L’erreur la plus courante consiste à penser que la petite taille protège de toute exigence. En réalité, ce n’est pas la taille seule qui compte, mais le positionnement dans la chaîne de sous-traitance et la capacité à rassurer le client sur le niveau de sécurité.
Les risques à ne pas sous-estimer
L’ANSSI alerte depuis longtemps sur la sous-traitance en cascade non supervisée. Avec NIS2, cette vigilance devient encore plus lisible, car un incident chez un fournisseur peut engager la crédibilité du donneur d’ordre. Si ce dernier n’a pas prouvé qu’il avait évalué ses tiers en amont, sa responsabilité peut être questionnée.
Dans certains contextes, la responsabilité personnelle du dirigeant de l’entité régulée peut aussi être évoquée si l’évaluation des fournisseurs n’a pas été démontrée. Cela explique pourquoi les grandes organisations demandent désormais davantage de preuves, de procédures et de clauses écrites à leurs partenaires.

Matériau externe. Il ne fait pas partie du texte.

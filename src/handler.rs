//! Handler trait and type erasure.
//!
//! # One capability, many layers
//!
//! Every stage of the proxy is a [`Handler`]: it consumes a [`Request`] and
//! produces a future that resolves to a [`Response`]. Middleware holds the
//! handler it wraps and decides what to do before and after calling it, so
//! the whole pipeline is nothing more than nested values:
//!
//! ```text
//! Cors<AugmentQuery<RewriteHost<Forwarder>>>      ← built once at startup
//!        ↓ Arc::new(..)
//! BoxedHandler = Arc<dyn Handler>                 ← shared by every connection
//!        ↓ handler.call(req)  at request time     ← one vtable dispatch
//! BoxFuture                                       ← polled by hyper
//! ```
//!
//! `call` takes `&self` and returns a `'static` future, so a layer does its
//! request-side work synchronously, then hands the request to the inner
//! handler and only keeps the inner *future* alive. No layer needs to clone
//! itself per request.

use std::future::Future;
use std::pin::Pin;
use std::sync::Arc;

use crate::request::Request;
use crate::response::Response;

/// A heap-allocated, type-erased future that resolves to a [`Response`].
///
/// `Pin<Box<…>>` is required because the async runtime must be able to poll
/// the future in-place. `Send + 'static` let tokio move the future across
/// threads safely.
pub type BoxFuture = Pin<Box<dyn Future<Output = Response> + Send + 'static>>;

/// A type-erased handler shared across concurrent requests.
pub type BoxedHandler = Arc<dyn Handler>;

/// Consume a request, produce a response.
///
/// Implemented by the forwarder, by each middleware, and by any async
/// closure wrapped with [`handler_fn`].
pub trait Handler: Send + Sync + 'static {
    fn call(&self, req: Request) -> BoxFuture;
}

impl<H: Handler + ?Sized> Handler for Arc<H> {
    fn call(&self, req: Request) -> BoxFuture {
        (**self).call(req)
    }
}

/// Lifts an async function or closure into a [`Handler`].
///
/// ```rust
/// use shroud::{handler_fn, response, Request};
///
/// let teapot = handler_fn(|_req: Request| async {
///     response::status(http::StatusCode::IM_A_TEAPOT, "short and stout")
/// });
/// ```
pub fn handler_fn<F, Fut>(f: F) -> FnHandler<F>
where
    F: Fn(Request) -> Fut + Send + Sync + 'static,
    Fut: Future<Output = Response> + Send + 'static,
{
    FnHandler(f)
}

/// Newtype wrapper returned by [`handler_fn`], bridging a plain function to
/// the trait-object world.
pub struct FnHandler<F>(F);

impl<F, Fut> Handler for FnHandler<F>
where
    F: Fn(Request) -> Fut + Send + Sync + 'static,
    Fut: Future<Output = Response> + Send + 'static,
{
    fn call(&self, req: Request) -> BoxFuture {
        Box::pin((self.0)(req))
    }
}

Pour se mettre en ordre de marche, la première étape consiste souvent à réaliser un audit ou diagnostic de conformité NIS2. Cela permet d’identifier les écarts, de prioriser les actions et de structurer un plan de remédiation réaliste. Même une petite structure peut avancer avec une démarche progressive et documentée.
Les recommandations les plus utiles sont simples à formuler, mais elles demandent de la rigueur dans l’exécution.
- Mettre en place une gestion des tiers avec un suivi des fournisseurs.
- Ajouter des clauses de cybersécurité dans tous les contrats de sous-traitance.
- Conserver des preuves de sécurité, notamment sur les sauvegardes et les accès.
- Former et sensibiliser le personnel aux bons réflexes cyber.
- S’appuyer sur les guides et recommandations publiés par l’ANSSI.
Il est aussi pertinent de s’inspirer des cadres déjà connus comme le RGPD, PCI-DSS ou ISO 27001. Ces référentiels ont déjà habitué de nombreuses entreprises à la logique de documentation, de contrôle et d’amélioration continue. NIS2 prolonge cette dynamique en l’étendant à la chaîne d’approvisionnement.
Enfin, le dialogue avec le client reste déterminant. Une entreprise qui explique clairement sa politique de sécurité, ses limites et son plan de progrès inspire davantage confiance qu’une structure silencieuse ou improvisée. Dans l’univers NIS2, la transparence et la traçabilité pèsent souvent autant que la technique elle-même.
En résumé, NIS2 ne concerne pas seulement les grandes organisations régulées, elle redéfinit aussi les attentes de toute leur chaîne de fournisseurs. Pour les TPE et PME, le sujet est désormais autant commercial que réglementaire, et il mérite d’être traité sans attendre.